Gdańsk: Rodzice buntują się przeciwko nowemu programowi w szkołach. "To czysta propaganda"
W gdańskich szkołach zrobiło się głośno o broszurach programu "ZdrovveLove". Rodzice protestują, bo ich zdaniem są "kontrowersyjne".
- To czysta propaganda zachęcająca młodych ludzi do uprawiania seksu - oceniają członkowie Stowarzyszenia myGdansk.pl prezentujący opinię rodziców wielu uczniów i piszą w tej sprawie do prezydenta Gdańska.
Władze Gdańska przyznają, że broszura "ZdrovveLove" jest opracowywana do programu edukacyjnego, który jest częścią miejskiego programu in vitro.
ZOBACZ TAKŻE: Robert Biedroń: "Jestem najpopularniejszym politykiem jeśli chodzi o zaufanie w Polsce"
- Prezydent Gdańska chce indoktrynować nasze dzieci - mówi Karolina Helmin-Biercewicz, wiceprezes Stowarzyszenia myGdansk.pl w rozmowie z portalem radiogdansk.pl. – Broszura, która w zamyśle miała promować zdrową prokreację mieszkańców Gdańska, tak naprawdę jest niczym innym jak promocją środowiska LGBT, promocją antykoncepcji ze szczególnym uwzględnieniem antykoncepcji hormonalnej. Ja jako mama stanowczo przeciwstawiam się jakimkolwiek publikacjom promującym środowiska homoseksualne, które są dziś przekazywane naszym dzieciom – tłumaczy.

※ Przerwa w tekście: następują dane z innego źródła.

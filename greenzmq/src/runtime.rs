//! compio integration.
//!
//! [`CompioHub`] is the default [`Hub`]: readiness waits go to the compio
//! driver as a one-shot poll on the socket's descriptor. Task identity comes
//! from [`scoped`](crate::scoped), so spawn tasks that share a socket as
//! `compio::runtime::spawn(greenzmq::scoped(fut))`.

#![allow(unsafe_code)]

use std::io;
use std::os::fd::{AsFd, AsRawFd, BorrowedFd, RawFd};

use async_trait::async_trait;
use compio::runtime::fd::PollFd;
use greenzmq_core::{Direction, Hub};
use tracing::trace;

/// Hub backed by the compio runtime of the current thread.
#[derive(Debug, Clone, Copy, Default)]
pub struct CompioHub;

impl CompioHub {
    pub const fn new() -> Self {
        Self
    }
}

#[async_trait(?Send)]
impl Hub for CompioHub {
    async fn wait(&self, fd: RawFd, direction: Direction) -> io::Result<()> {
        trace!(fd, %direction, "polling descriptor");
        // The messaging descriptor only ever signals readability.
        let poll = PollFd::new(Descriptor(fd))?;
        poll.read_ready().await
    }
}

/// Borrowed view of a descriptor owned by the raw socket.
#[derive(Debug, Clone, Copy)]
struct Descriptor(RawFd);

impl AsFd for Descriptor {
    fn as_fd(&self) -> BorrowedFd<'_> {
        // SAFETY: the raw socket owns the descriptor and is only dropped once
        // no task is inside the readiness wait (`GreenSocket::close` defers
        // it until the waiter has left), and the `PollFd` holding this borrow
        // never outlives that wait.
        unsafe { BorrowedFd::borrow_raw(self.0) }
    }
}

impl AsRawFd for Descriptor {
    fn as_raw_fd(&self) -> RawFd {
        self.0
    }
}
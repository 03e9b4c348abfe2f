/// Coordination Error Types
///
/// Errors raised by the cooperative primitives themselves. None of these are
/// transient: apart from [`SyncError::Closed`] they indicate a bug in the
/// caller or in the adapter.

use thiserror::Error;

use crate::task::TaskId;

/// Errors produced by [`FairLock`](crate::lock::FairLock) and
/// [`WakeGate`](crate::gate::WakeGate).
#[derive(Error, Debug, Clone, Copy, PartialEq, Eq)]
pub enum SyncError {
    /// `release()` without a matching `acquire()`
    #[error("Cannot release unacquired lock")]
    LockMisuse,

    /// A queued task was resumed while another task was at the head of the queue
    #[error("Waiting tasks woken out of order: {woken} resumed while {head} is next")]
    WokenOutOfOrder { woken: TaskId, head: TaskId },

    /// A queued task was resumed while the lock was still held
    #[error("After waking a task the lock must be unacquired (count = {count})")]
    HeldAfterWake { count: usize },

    /// A second task tried to block on a gate that already records a waiter
    #[error("Cannot block more than one task on one wake gate")]
    DoubleBlock,

    /// The gate was closed while (or before) blocking
    #[error("Gate closed")]
    Closed,
}

/// Result type alias for coordination primitives
pub type Result<T> = std::result::Result<T, SyncError>;

impl SyncError {
    /// Check if this error signals a defect rather than an orderly shutdown
    #[must_use]
    pub const fn is_fatal(&self) -> bool {
        !matches!(self, Self::Closed)
    }
}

Na co innego zwraca uwagę Marta Kosińska, psycholog, seksuolog, psychoterapeutka.
- Gdyby w Polsce powszechna była wiedza, że seks jest ważną, piękną sferą, z której mamy prawo czerpać przyjemność, o ile nie krzywdzi się innych, oraz gdyby ludzie wiedzieli, że należy żyć w zgodzie z własną tożsamością płciową i seksualną, broszura "Zdrovve Love" nie wywołałaby żadnych kontrowersji – wyjaśnia psycholog w rozmowie z portalem. - Bo cóż w niej takiego nadzwyczajnego? Na przykład informacja, że nie wszystkie osoby utożsamiają się ze swoją płcią cielesną? - dodaje.
Zdania są podzielone. W mediach społecznościowych część osób chwali pomysł wydrukowania broszury, część rodziców "nie życzy sobie” ingerencji miasta w edukację seksualną ich dzieci. Tych ostatnich uspokaja pomorska kurator oświaty, dr Monika Kończyk.
- Rodzice powinni pamiętać, że o tym, czy jakiekolwiek programy edukacyjne będą realizowane w szkołach, decydują dyrektorzy poszczególnych placówek, dla których priorytetem jest głos rodziców – tłumaczy. - To rodzice muszą wyrazić zgodę na prowadzenie tego typu działań. Bez ich zgodny nie jest to możliwe.
Ulotka ma być prezentowana uczniom szkół średnich po zakończeniu specjalnych warsztatów. – Mają je przeprowadzać wyszkoleni edukatorzy, wyłonieni w konkursie. Liczba przewidzianych godzin wynosi od 5 do 8 łącznie – tłumaczy w rozmowie z portalem naszdziennik.pl, Magdalena Skorupka-Kaczmarek, rzecznik prasowy prezydenta Gdańska. - Na udział młodzieży w tych warsztatach, które nie są obowiązkowe, zgodę będą musieli wyrazić rodzice – dodaje.